2017年12月6日にCDシングルとしてリリースされた[2][3][5]。アニメ盤およびアーティスト盤という収録楽曲の異なる2形態で発売された[2][3][5][6]。
2022年11月11日には、YURiKA初めてとなるフルアルバム『KiRA☆KiRA』に、ほかのタイアップ楽曲とともに収録された[10]。
楽曲
YURiKAがそれまでにリリースした曲は、前向きで明るいものが多かったが、本楽曲は全く違う印象のものとなっている[4][11]。楽曲全体で、「無機質」がテーマとなっており[4]、神秘的でミステリアスな雰囲気となっている[6]。一方、まったく感情がなく単に冷たいものではなく、アニメの映像の「髪がふわっとしたときのキラキラ感」を意識して歌い、特に最後のサビでは「パリンっと宝石が砕ける様子をイメージして歌ってい」るとYURiKA自身は語っている[4]。ライターの榑林史章は、『宝石の国』主人公のフォスフォフィライトたちは美しいけれど、脆さや儚さもあるという作品の世界観を、歌で見事に表現していると評価している[4]。
リズムは複雑で、『アニメディア』では「細かいリズムが複雑にからみ合う独特な曲調」[4]、『リスアニ!』では「複雑な変拍子が絡み合う音の間をぬいながら、淡々と単語を並べ意味を積み重ねる」と表現されている。制作した照井は、「言葉とメロディが途切れ途切れになっているのは、宝石が砕けてかけらになっているイメージを表現している」としている[11]。元ガールズバンド虚弱。メンバーのまにょは、メロディラインについては一度聴けば耳に残りやすい一方、サウンドはこれまでのアニメソングにはなかなかなかったような、丁寧に作り込まれたポストロックテイストのアプローチであると評している[12]。

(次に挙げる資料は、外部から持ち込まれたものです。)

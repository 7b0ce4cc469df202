//! Brandcast API server

use brandcast_api::{routes::create_router, AppState, Config};
use brandcast_shared::db;

#[tokio::main]
async fn main() -> anyhow::Result<()> {
    dotenvy::dotenv().ok();

    tracing_subscriber::fmt()
        .with_env_filter(
            tracing_subscriber::EnvFilter::try_from_default_env()
                .unwrap_or_else(|_| "info,brandcast_api=debug".into()),
        )
        .init();

    let config = Config::from_env()?;
    let bind_address = config.bind_address.clone();

    let pool = db::create_pool(&config.database_url).await?;
    db::run_migrations(&pool).await?;
    tracing::info!("Database migrations applied");

    let state = AppState::new(pool, config)?;

    // Sweep expired limiter windows so the in-memory map stays bounded
    let limiter = state.limiter.clone();
    tokio::spawn(async move {
        let mut interval = tokio::time::interval(std::time::Duration::from_secs(300));
        loop {
            interval.tick().await;
            limiter.cleanup().await;
        }
    });

    let app = create_router(state);

    let listener = tokio::net::TcpListener::bind(&bind_address).await?;
    tracing::info!(address = %bind_address, "Brandcast API listening");
    axum::serve(listener, app).await?;

    Ok(())
}
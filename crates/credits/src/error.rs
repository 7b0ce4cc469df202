//! Credit ledger error types

use thiserror::Error;

/// Errors from the credit ledger and billing sync
#[derive(Debug, Error)]
pub enum CreditsError {
    #[error("Account not found: {0}")]
    AccountNotFound(String),

    #[error("Team not found: {0}")]
    TeamNotFound(String),

    #[error("Team is full ({members} of {max} members)")]
    TeamFull { members: i32, max: i32 },

    #[error("Account already belongs to a team: {0}")]
    AlreadyTeamed(String),

    #[error("Insufficient credits: required {required}, available {available}")]
    InsufficientCredits { required: i64, available: i64 },

    #[error("Invalid amount: {0}")]
    InvalidAmount(String),

    #[error("Invalid plan: {0}")]
    InvalidPlan(String),

    #[error("Webhook signature verification failed")]
    WebhookSignatureInvalid,

    #[error("Malformed webhook payload: {0}")]
    InvalidPayload(String),

    #[error("Database error: {0}")]
    Database(String),

    #[error("Internal error: {0}")]
    Internal(String),
}

impl From<sqlx::Error> for CreditsError {
    fn from(err: sqlx::Error) -> Self {
        CreditsError::Database(err.to_string())
    }
}

impl From<serde_json::Error> for CreditsError {
    fn from(err: serde_json::Error) -> Self {
        CreditsError::InvalidPayload(err.to_string())
    }
}

pub type CreditsResult<T> = Result<T, CreditsError>;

フリーライターのヤマダユウス型は、本楽曲とそのミュージックビデオについて、次のように評している。導入では拍子が迷子になりそうな楽曲のアウトラインが徐々に鮮明になっていき、「宝石という神秘性を取り扱う作品の幕開け」として相応しい雰囲気を醸し出す[13]。続いて、リムショットによる裏打ちが入り、それ以降も不安定なメロディが透明感と神秘さを綯交ぜにしていく[13]。また、YURiKAのボーカルについては「絶妙に脱力している」と評し、そのような不安定さの一つの要因となっていると分析している[13]。それまで平衡していたビート感はBメロで転換し、開放感を表すE♭M7が展開され、「ハイスイノナサらしさ」を感じさせる[13]。同時にメロディはロングトーンとなり、開放感を連想させるミュージックビデオの映像も相まって、「詰まっていた息が一気に解き放たれる」感覚を覚える[13]。これはアニメオープニングのパターンとして珍しくはないものの、曲調や映像、作風などの多様な要素によって「芸術的と表現した」くなり、続くメロディの三連符やサビからの展開も、「全てがその位置にあるのが正しいかのように聞こえてくる」としている[13]。またヤマダは、展開と収斂、平衡と不安定といった両極性が宝石にも通じるものを見出し、そのような物語性をオープニングの90秒の間に感じたとしても不思議ではないと評価している[13]。
「揺らめく」から始まる間奏では、チェロのソロが入ってきて、コーラスが重なってくる[11]。YURiKAはこの部分が印象的なパートであると語っている[11]。
レコーディングでは、楽曲のプロデュースを行った照井順政が、逐次YURiKAにどう歌いたいかなどの意見を聞き、それが楽曲に反映されている[4][11]。そのコミュニケーションによって、無機質さがありながら、サビの情感を込めたところは自分らしさを出せたとYURiKA自身は本楽曲について語っている[4]。
ドラムは樋口幸佑、チェロは徳澤青弦が演奏している[6]。
Orchestra Ver.
ライブでの演奏
2019年2月17日にsora tob sakanaが主催したライブ「天体の音楽会Vol.2」では、プロデュースを行った照井がsora tob sakanaのプロデュースも行っていることから、YURiKAが出演し、「Dive into the colours」と「鏡面の波」を歌った[17]。
2019年2月22日に下北沢GARDENで開催されたYURiKAデビュー2周年ワンマンライブ『Shiny Stage ~今年も言おう、全曲やるぞ!!~』で演奏された[18]。2020年2月22日に恵比寿ザ・ガーデンホールで開催されたYURiKAデビュー3周年記念ワンマンライブ「Shiny Stage〜今年は全曲できるのか!?〜」でも演奏され、その際の映像がYouTube上で公開されている[19]。
2022年に横浜・大阪・埼玉・札幌[10]で開催されたYURiKAのライヴツアー『KiRA☆KiRA』[20]、2023年1月29日 VEATS SHIBUYAで開催された「YURiKA Live tour KiRA☆KiRA」でも演奏された[21]。
二次創作
2021年5月8日に行われたバーチャルシンガー幸祜のオンラインライブ『あられライブ』では、「鏡面の波 feat.ヰ世界情緒」としてカバーされ、音源が7月14日にリリースされた[22][23]。2025年8月24日に開催されたバーチャルシンガー花譜のカバーストリーミングライブ『アイスクリームライブ4』でもカバーされ、音源は2026年1月14日に『I SCREAM LIVE 4』としてリリースされた[24][25]。2025年10月11日にはバーチャルシンガーヰ世界情緒が自身のカバーライブ『キャンディライブ3』でカバーし、音源が『CANDY LIVE 3』としてリリースされた[26][27]。
2025年12月31日には、にじさんじのライブイベント『NIJISANJI COUNTDOWN LIVE “CROSSING TONES”』で、VTuber壱百満天原サロメがカバーした[28]。ここでは、レコーディングでドラムを担当していた樋口が、ライブでは初めて生演奏を行った[29]。